Il 28% dei NO assume un significato maggiore considerando che le assemblee sono iniziate il 2 febbraio, a 2 mesi dallo sciopero, e le votazioni si sono chiuse il 14 marzo a 3 mesi esatti dalla approvazione della ipotesi di accordo da parte del 57% di una RSU formata da 32 delegati Fiom, 6 Fim e 1 Uilm.
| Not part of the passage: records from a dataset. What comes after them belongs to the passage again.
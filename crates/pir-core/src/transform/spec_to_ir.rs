use std::fmt;

use indexmap::IndexMap;

use crate::config::{
    AttributeOverride, DataSourceConfig, GeneratorConfig, OperationRef, ProviderConfig,
    ResourceConfig, SchemaOptions,
};
use crate::error::{ExploreError, SchemaError, TransformError};
use crate::ir::*;
use crate::parse::parameter::ParameterLocation;
use crate::parse::ref_resolve::{RefResolver, parse_ref_name};
use crate::parse::schema::SchemaOrRef;
use crate::parse::source_map::SourceMap;
use crate::parse::spec::OpenApiSpec;

use super::attributes::{AttributeBuilder, SchemaFlavor};
use super::explorer::{ExploredOperation, explore};
use super::merge::{MergeMismatch, merge_attributes_with};
use super::name_normalizer::to_identifier;
use super::resolved_schema::{GlobalOptions, ResolvedSchema, SchemaKind};

/// Whether a skipped entry was a resource or a data source.
#[derive(Debug, Clone, Copy, PartialEq, Eq)]
pub enum EntryKind {
    Resource,
    DataSource,
}

impl EntryKind {
    pub fn as_str(&self) -> &'static str {
        match self {
            EntryKind::Resource => "resource",
            EntryKind::DataSource => "data source",
        }
    }
}

/// A resource or data source left out of the IR, with the reason.
#[derive(Debug)]
pub struct Skipped {
    pub kind: EntryKind,
    pub name: String,
    pub error: TransformError,
}

impl fmt::Display for Skipped {
    fn fmt(&self, f: &mut fmt::Formatter<'_>) -> fmt::Result {
        write!(f, "skipping '{}': {}", self.name, self.error)
    }
}

/// The IR plus everything that could not be generated.
#[derive(Debug)]
pub struct Generated {
    pub ir: IrSpec,
    pub skipped: Vec<Skipped>,
}

/// Generate the provider IR for a parsed OpenAPI document.
pub fn generate(spec: &OpenApiSpec, config: &GeneratorConfig) -> Result<Generated, TransformError> {
    generate_with_source(spec, config, None)
}

/// Generate, attaching source line numbers from `source` to schema errors.
///
/// Document-level failures (reference resolution, the provider schema) are
/// returned as errors. A resource or data source that fails is skipped with
/// a warning and reported in [`Generated::skipped`].
pub fn generate_with_source(
    spec: &OpenApiSpec,
    config: &GeneratorConfig,
    source: Option<&SourceMap>,
) -> Result<Generated, TransformError> {
    // Phase 1: Resolve $ref pointers; broken ones surface per resource
    let resolved = RefResolver::new(spec).resolve_spec(spec);
    let ctx = Context {
        spec: &resolved,
        source,
    };

    // Phase 2: Provider block
    let provider = ctx.provider(&config.provider)?;

    let mut skipped = Vec::new();
    let mut skip = |kind: EntryKind, name: &str, error: TransformError| {
        let entry = Skipped {
            kind,
            name: name.to_string(),
            error,
        };
        log::warn!("{entry}");
        skipped.push(entry);
    };

    // Phase 3: Resources
    let mut resources = Vec::new();
    for (name, resource) in &config.resources {
        match ctx.resource(name, resource) {
            Ok(schema) => resources.push(IrResource {
                name: name.clone(),
                schema,
            }),
            Err(e) => skip(EntryKind::Resource, name, e),
        }
    }

    // Phase 4: Data sources
    let mut data_sources = Vec::new();
    for (name, data_source) in &config.data_sources {
        match ctx.data_source(name, data_source) {
            Ok(schema) => data_sources.push(IrDataSource {
                name: name.clone(),
                schema,
            }),
            Err(e) => skip(EntryKind::DataSource, name, e),
        }
    }

    Ok(Generated {
        ir: IrSpec {
            version: IR_VERSION.to_string(),
            provider,
            resources,
            data_sources,
        },
        skipped,
    })
}

/// How parameters contribute attributes.
#[derive(Debug, Clone, Copy, PartialEq, Eq)]
enum ParameterMode {
    /// Resource lookups: always `computed_optional`.
    Lookup,
    /// Data source arguments: `required` when the parameter is.
    Argument,
}

struct Context<'a> {
    spec: &'a OpenApiSpec,
    source: Option<&'a SourceMap>,
}

impl<'a> Context<'a> {
    fn provider(&self, config: &ProviderConfig) -> Result<IrProvider, TransformError> {
        let Some(schema_ref) = config.schema_ref.as_deref() else {
            return Ok(IrProvider {
                name: config.name.clone(),
                schema: None,
            });
        };

        let name = parse_ref_name(schema_ref, "schemas")?;
        let line = self
            .source
            .and_then(|s| s.locate(&["components", "schemas", name]));
        let attributes = self
            .spec
            .components
            .as_ref()
            .and_then(|c| c.schemas.get(name))
            .ok_or_else(|| SchemaError::not_found(schema_ref))
            .and_then(|schema| {
                let node = ResolvedSchema::resolve(schema, GlobalOptions::default())?;
                AttributeBuilder::new(SchemaFlavor::Provider)
                    .with_ignores(&config.ignores)
                    .with_source(self.source)
                    .build_attributes(&node)
            })
            .map_err(|e| TransformError::Provider(e.with_line(line)))?;

        Ok(IrProvider {
            name: config.name.clone(),
            schema: Some(IrSchema { attributes }),
        })
    }

    fn resource(&self, name: &str, config: &ResourceConfig) -> Result<IrSchema, TransformError> {
        let create = self.operation(name, "create", config.create.as_ref())?;
        let read = self.operation(name, "read", config.read.as_ref())?;
        let update = config
            .update
            .as_ref()
            .map(|op| explore(self.spec, op))
            .transpose()?;
        let builder = AttributeBuilder::new(SchemaFlavor::Resource)
            .with_ignores(&config.schema.ignores)
            .with_source(self.source);

        let at = |op: &ExploredOperation<'_>| {
            let line = op.line(self.source);
            move |e: SchemaError| e.with_line(line)
        };

        let primary = create
            .request_schema()
            .and_then(|schema| body_attributes(&builder, schema, GlobalOptions::default()))
            .map_err(at(&create))?;

        let computed = GlobalOptions::forced(Computability::Computed);
        let create_response =
            optional_body(&builder, create.response_schema(), computed).map_err(at(&create))?;
        let read_response =
            optional_body(&builder, read.response_schema(), computed).map_err(at(&read))?;
        let update_request = match &update {
            Some(update) => optional_body(
                &builder,
                update.request_schema(),
                GlobalOptions::forced(Computability::ComputedOptional),
            )
            .map_err(at(update))?,
            None => Vec::new(),
        };
        let parameters =
            parameter_attributes(&builder, &read, &config.schema, ParameterMode::Lookup)
                .map_err(at(&read))?;

        let mut attributes = merge_attributes_with(
            primary,
            [create_response, read_response, update_request, parameters],
            |m| log_mismatch(name, m),
        );
        apply_overrides(name, &mut attributes, &config.schema.attributes.overrides);
        Ok(IrSchema { attributes })
    }

    fn data_source(&self, name: &str, config: &DataSourceConfig) -> Result<IrSchema, TransformError> {
        let read = self.operation(name, "read", config.read.as_ref())?;
        let builder = AttributeBuilder::new(SchemaFlavor::DataSource)
            .with_ignores(&config.schema.ignores)
            .with_source(self.source);
        let line = read.line(self.source);

        let parameters =
            parameter_attributes(&builder, &read, &config.schema, ParameterMode::Argument)
                .map_err(|e| e.with_line(line))?;

        let response = read
            .response_schema()
            .and_then(|schema| {
                let node =
                    ResolvedSchema::resolve(schema, GlobalOptions::forced(Computability::Computed))?;
                if node.kind == SchemaKind::Array {
                    let attribute =
                        builder.build_attribute(&to_identifier(name), &node, Computability::Computed)?;
                    Ok(vec![attribute])
                } else {
                    builder.build_attributes(&node)
                }
            })
            .map_err(|e| e.with_line(line))?;

        let mut attributes =
            merge_attributes_with(parameters, [response], |m| log_mismatch(name, m));
        apply_overrides(name, &mut attributes, &config.schema.attributes.overrides);
        Ok(IrSchema { attributes })
    }

    fn operation(
        &self,
        name: &str,
        field: &str,
        operation: Option<&OperationRef>,
    ) -> Result<ExploredOperation<'a>, ExploreError> {
        let operation = operation.ok_or_else(|| {
            ExploreError::InvalidOperation(format!("'{name}' has no {field} operation configured"))
        })?;
        explore(self.spec, operation)
    }
}

fn body_attributes(
    builder: &AttributeBuilder<'_>,
    schema: &SchemaOrRef,
    global: GlobalOptions,
) -> Result<Vec<Attribute>, SchemaError> {
    let node = ResolvedSchema::resolve(schema, global)?;
    builder.build_attributes(&node)
}

/// Attributes of a body that may legitimately be absent.
fn optional_body(
    builder: &AttributeBuilder<'_>,
    schema: Result<&SchemaOrRef, SchemaError>,
    global: GlobalOptions,
) -> Result<Vec<Attribute>, SchemaError> {
    match schema {
        Ok(schema) => body_attributes(builder, schema, global),
        Err(e) if e.is_not_found() => Ok(Vec::new()),
        Err(e) => Err(e),
    }
}

/// One attribute per `path` or `query` parameter, named by its alias when
/// one is configured.
fn parameter_attributes(
    builder: &AttributeBuilder<'_>,
    operation: &ExploredOperation<'_>,
    options: &SchemaOptions,
    mode: ParameterMode,
) -> Result<Vec<Attribute>, SchemaError> {
    let aliases = &options.attributes.aliases;
    let mut attributes = Vec::new();

    for param in &operation.parameters {
        if !matches!(param.location, ParameterLocation::Path | ParameterLocation::Query) {
            continue;
        }
        let identifier = to_identifier(&param.name);
        let name = aliases
            .get(&param.name)
            .or_else(|| aliases.get(&identifier))
            .cloned()
            .unwrap_or(identifier);
        if options.ignores.contains(&name) {
            log::debug!("ignoring parameter '{}'", param.name);
            continue;
        }
        let Some(schema) = param.schema.as_ref() else {
            log::debug!("skipping parameter '{}' without a schema", param.name);
            continue;
        };

        let (global, computability) = match mode {
            ParameterMode::Lookup => (
                GlobalOptions::forced(Computability::ComputedOptional),
                Computability::ComputedOptional,
            ),
            ParameterMode::Argument if param.required => {
                (GlobalOptions::default(), Computability::Required)
            }
            ParameterMode::Argument => (GlobalOptions::default(), Computability::ComputedOptional),
        };

        let node = ResolvedSchema::resolve(schema, global)
            .map_err(|e| e.in_property(&name))?
            .with_description(param.description.as_deref());
        let mut attribute = builder.build_attribute(&name, &node, computability)?;
        if param.deprecated == Some(true) {
            attribute.kind.meta_mut().deprecation_message = Some(DEPRECATION_MESSAGE.to_string());
        }
        attributes.push(attribute);
    }

    Ok(attributes)
}

/// Replace descriptions at configured attribute paths.
fn apply_overrides(
    owner: &str,
    attributes: &mut [Attribute],
    overrides: &IndexMap<String, AttributeOverride>,
) {
    for (path, value) in overrides {
        let Some(attribute) = Attribute::find_mut(attributes, path) else {
            log::debug!("{owner}: override for unknown attribute '{path}'");
            continue;
        };
        if let Some(description) = &value.description {
            attribute.kind.meta_mut().description = Some(description.clone());
        }
    }
}

fn log_mismatch(owner: &str, mismatch: &MergeMismatch) {
    log::debug!(
        "{owner}: keeping {} for '{}', ignoring lower priority {}",
        mismatch.target,
        mismatch.path,
        mismatch.source
    );
}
Inoltre la erogazione dei 250 euro di buoni spesa a copertura parziale della differenza tra il vecchio Premio di risultato di 2200 euro e quello attuale di 2700 euro è avvenuta poco prima del referendum accompagnata dall’auspicio aziendale per un risultato positivo della votazione sull’ipotesi di accordo. Un interessamento che ha sollevato critiche nelle assemblee

Il rinnovo dell’integrativo non è la fine di un percorso ma l’inizio di una nuova fase. Sia i lavoratori che lo hanno approvato che quelli che lo hanno bocciato chiederanno alla RSU di garantire i loro diritti affinché non rimangano solo parole scritte, e di respingere ogni discriminazione da parte dell’apparato aziendale. Come delegati di Giornate di Marzo agiremo in questa direzione e chiediamo alla Fiom di mostrarsi pronta a sostenere gli interessi dei suoi iscritti e dei lavoratori.